We hope to inspire you to create and publish your own projects.
This document, by not trying to be comprenhensive, is a first invitation to know the
Grafoscopio environment and to deep your knowledge with the use of it and other
related resources.
You will see that, despite of being a manual, it includes pretty practical examples
and invitations.
That is because I think that learning something new is more like reading a map
that reading a manual: you make first a panoramic view of where you are and
where you want to be, and take a practical approach to making your tasks and
reaching your destination.
_No prior knowledge of programming is supposed to follow this manual_.
!!! note *A prototype pointing to future possibilites*
Despite of being pretty usable, you will see that Grafoscopio is not totally finished,
and this shows in a few spots of the Graphical User Interface (GUI) that "point to the
future", towards funtionality still to be implemented.

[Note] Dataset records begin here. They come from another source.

//! Modal alert with a title, a message and two buttons.

use super::{Behavior, Layout, PropertySet, RenderContext, WidgetFields, WidgetType};
use crate::draw::{ColorRole, DrawOp, FontSpec, FrameStyle, HAlign, TextFlags, VAlign, Wrap};
use kurbo::{Rect, Size};

const SPACING: f64 = 10.0;
const TITLE_HEIGHT: f64 = 20.0;
const BUTTON_PADDING: f64 = 10.0;
const BUTTON_HEIGHT: f64 = 40.0;
const BUTTON_MIN_WIDTH: f64 = 100.0;
const BORDER: f64 = 3.0;

pub(super) const BEHAVIOR: Behavior = Behavior {
    properties: PropertySet::MULTILINE_TEXTS.union(PropertySet::AUTO_SIZE),
    states: &[],
    defaults,
    initial_measure: Size::ZERO,
    parse,
    measure,
    render,
};

/// Title, message and button captions split out of the text list.
///
/// The first entry is the title, the last is a comma-separated pair of
/// button captions, and everything in between is the message.
#[derive(Debug, Clone, PartialEq, Eq, Default)]
pub struct AlertParts {
    pub title: String,
    pub message: String,
    pub buttons: [String; 2],
}

impl AlertParts {
    pub fn new(texts: &[String]) -> Self {
        let mut parts = AlertParts::default();
        if let Some(title) = texts.first() {
            parts.title = title.clone();
        }
        if texts.len() > 1 {
            if let Some(last) = texts.last() {
                for (slot, caption) in parts.buttons.iter_mut().zip(last.split(',')) {
                    *slot = caption.trim().to_string();
                }
            }
        }
        if texts.len() > 2 {
            parts.message = texts[1..texts.len() - 1].join("\n");
        }
        parts
    }
}

fn defaults(_: WidgetType, fields: &mut WidgetFields) {
    fields.texts = vec![
        "Alert".to_string(),
        "Alert text goes here".to_string(),
        "No, Yes".to_string(),
    ];
}

fn parse(fields: &WidgetFields) -> Layout {
    Layout::Alert(AlertParts::new(&fields.texts))
}

fn parts<'a>(cx: &'a RenderContext<'_>) -> Option<&'a AlertParts> {
    match cx.layout {
        Layout::Alert(parts) => Some(parts),
        _ => None,
    }
}

fn measure(cx: &RenderContext<'_>, previous: Size) -> Size {
    let Some(parts) = parts(cx) else {
        return previous;
    };
    let font = FontSpec::default();
    let theme = cx.theme;

    let min_width = BUTTON_MIN_WIDTH * 2.0 + SPACING * 3.0;
    let title_width = (theme.text_width(&parts.title, &font) + SPACING * 2.0).max(min_width);
    let buttons_width = theme.text_width(&parts.buttons[0], &font)
        + theme.text_width(&parts.buttons[1], &font)
        + BUTTON_PADDING * 4.0
        + SPACING * 3.0;
    let width = title_width.max(buttons_width);
    let height = theme.text_height(&parts.message, width, &font)
        + SPACING * 6.0
        + BUTTON_HEIGHT
        + TITLE_HEIGHT;
    Size::new(width + SPACING * 2.0, height)
}

fn render(cx: &RenderContext<'_>, size: Size) -> Vec<DrawOp> {
    let (w, h) = (size.width, size.height);
    let mut ops = vec![
        DrawOp::Frame {
            rect: size.to_rect(),
            style: FrameStyle::Plain,
        },
        DrawOp::Background {
            rect: Rect::from_origin_size((BORDER, BORDER), (w - BORDER * 2.0, h - BORDER * 2.0)),
            color: ColorRole::WidgetBackground,
        },
    ];
    let Some(parts) = parts(cx) else {
        return ops;
    };

    ops.push(DrawOp::Text {
        rect: Rect::from_origin_size((SPACING, SPACING), (w - SPACING * 2.0, TITLE_HEIGHT)),
        flags: TextFlags::new(HAlign::Center, VAlign::Top),
        text: parts.title.clone(),
        font: None,
    });
    ops.push(DrawOp::Text {
        rect: Rect::from_origin_size(
            (SPACING, SPACING * 3.0 + TITLE_HEIGHT),
            (w - SPACING * 2.0, h),
        ),
        flags: TextFlags::new(HAlign::Center, VAlign::Top).with_wrap(Wrap::Word),
        text: parts.message.clone(),
        font: None,
    });

    let button_width = ((w - SPACING * 3.0) / 2.0).floor();
    let button_y = h - BUTTON_HEIGHT - SPACING;
    let buttons = [
        Rect::from_origin_size((SPACING, button_y), (button_width, BUTTON_HEIGHT)),
        Rect::from_origin_size(
            (SPACING * 2.0 + button_width, button_y),
            (button_width, BUTTON_HEIGHT),
        ),
    ];
    for rect in buttons {
        ops.push(DrawOp::Frame {
            rect,
            style: FrameStyle::Plain,
        });
    }
    for (rect, caption) in buttons.into_iter().zip(&parts.buttons) {
        ops.push(DrawOp::Text {
            rect,
            flags: TextFlags::center(),
            text: caption.clone(),
            font: None,
        });
    }
    ops
}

It's an unusual approach, but I think that is important to convey some sense of possibility,
and work to be done in the GUI, instead of a fully polished "product" or a GUI that hides
what is not ready.
This conviction comes from the [hackathons and workshops](https://mutabit.com/dataweek/)
where we worked and evolved Grafoscopio, while the workshop was happening(!), thanks to the
dynamic, moldable and continuous nature of the Pharo live coding environment.
Blurring the distinction between interactive documents authors and software developers,
means to put the whole environment at their dispossal, and to show the community that they
can be part of this future possibilities, and that is why we take this unusual approach to
GUI.
Where the GUI is more a remainder for the future, I will point that using the **TBD**
remark (for To Be Done).
## Place in the ecosystem
[top][top]
### Similar tools
Grafoscopio is similar to other tools and has been inspired by many
of them, while is trying to bring also new possibilities, by combining
different ideas, diverging from others, puting "parallel" ideas into
dialog and, hopefully, bringing new ones.
Here we talk about the similarities and differences with other tools.
- Like [Jupyter][jupyter], or [Zeppling][zeppling], [Beaker][beaker]
or [nteract][nteract], Grafoscopio provides interactive notebook functionality,
but it is focused only on Pharo code right now, instead of being a
"language neutral" notebook (but this could be a feature for the future).
Grafoscopio is a multiplatform (Mac, Windows, Gnu/Linux) desktop
application (like nteract, or Electron Beaker), instead of a web one
(like Jupyter, Zepelling or Beaker), providing a simple, extensible,
powerful, self-contained and portable environment for interactive computing,
(as said it can run from a USB thumb drive, modest computers
and anything in between and beyond).
- Grafoscopio organizes documents in a tree like metaphor, also called the *outline*, or the
notebook, that is interactive and programmable, like [Org Mode][org-mode],
[Leo Editor][leo], [TeXmacs][texmacs] or [Pollen][pollen] and share with them the idea that
the "document is the program"[^book-program] (or a programable container of small chunks of
programs and scripts).
Also, the document author, can define custom tags that can be used to traverse the
document tree and produce multiple customized views and outputs from a single document.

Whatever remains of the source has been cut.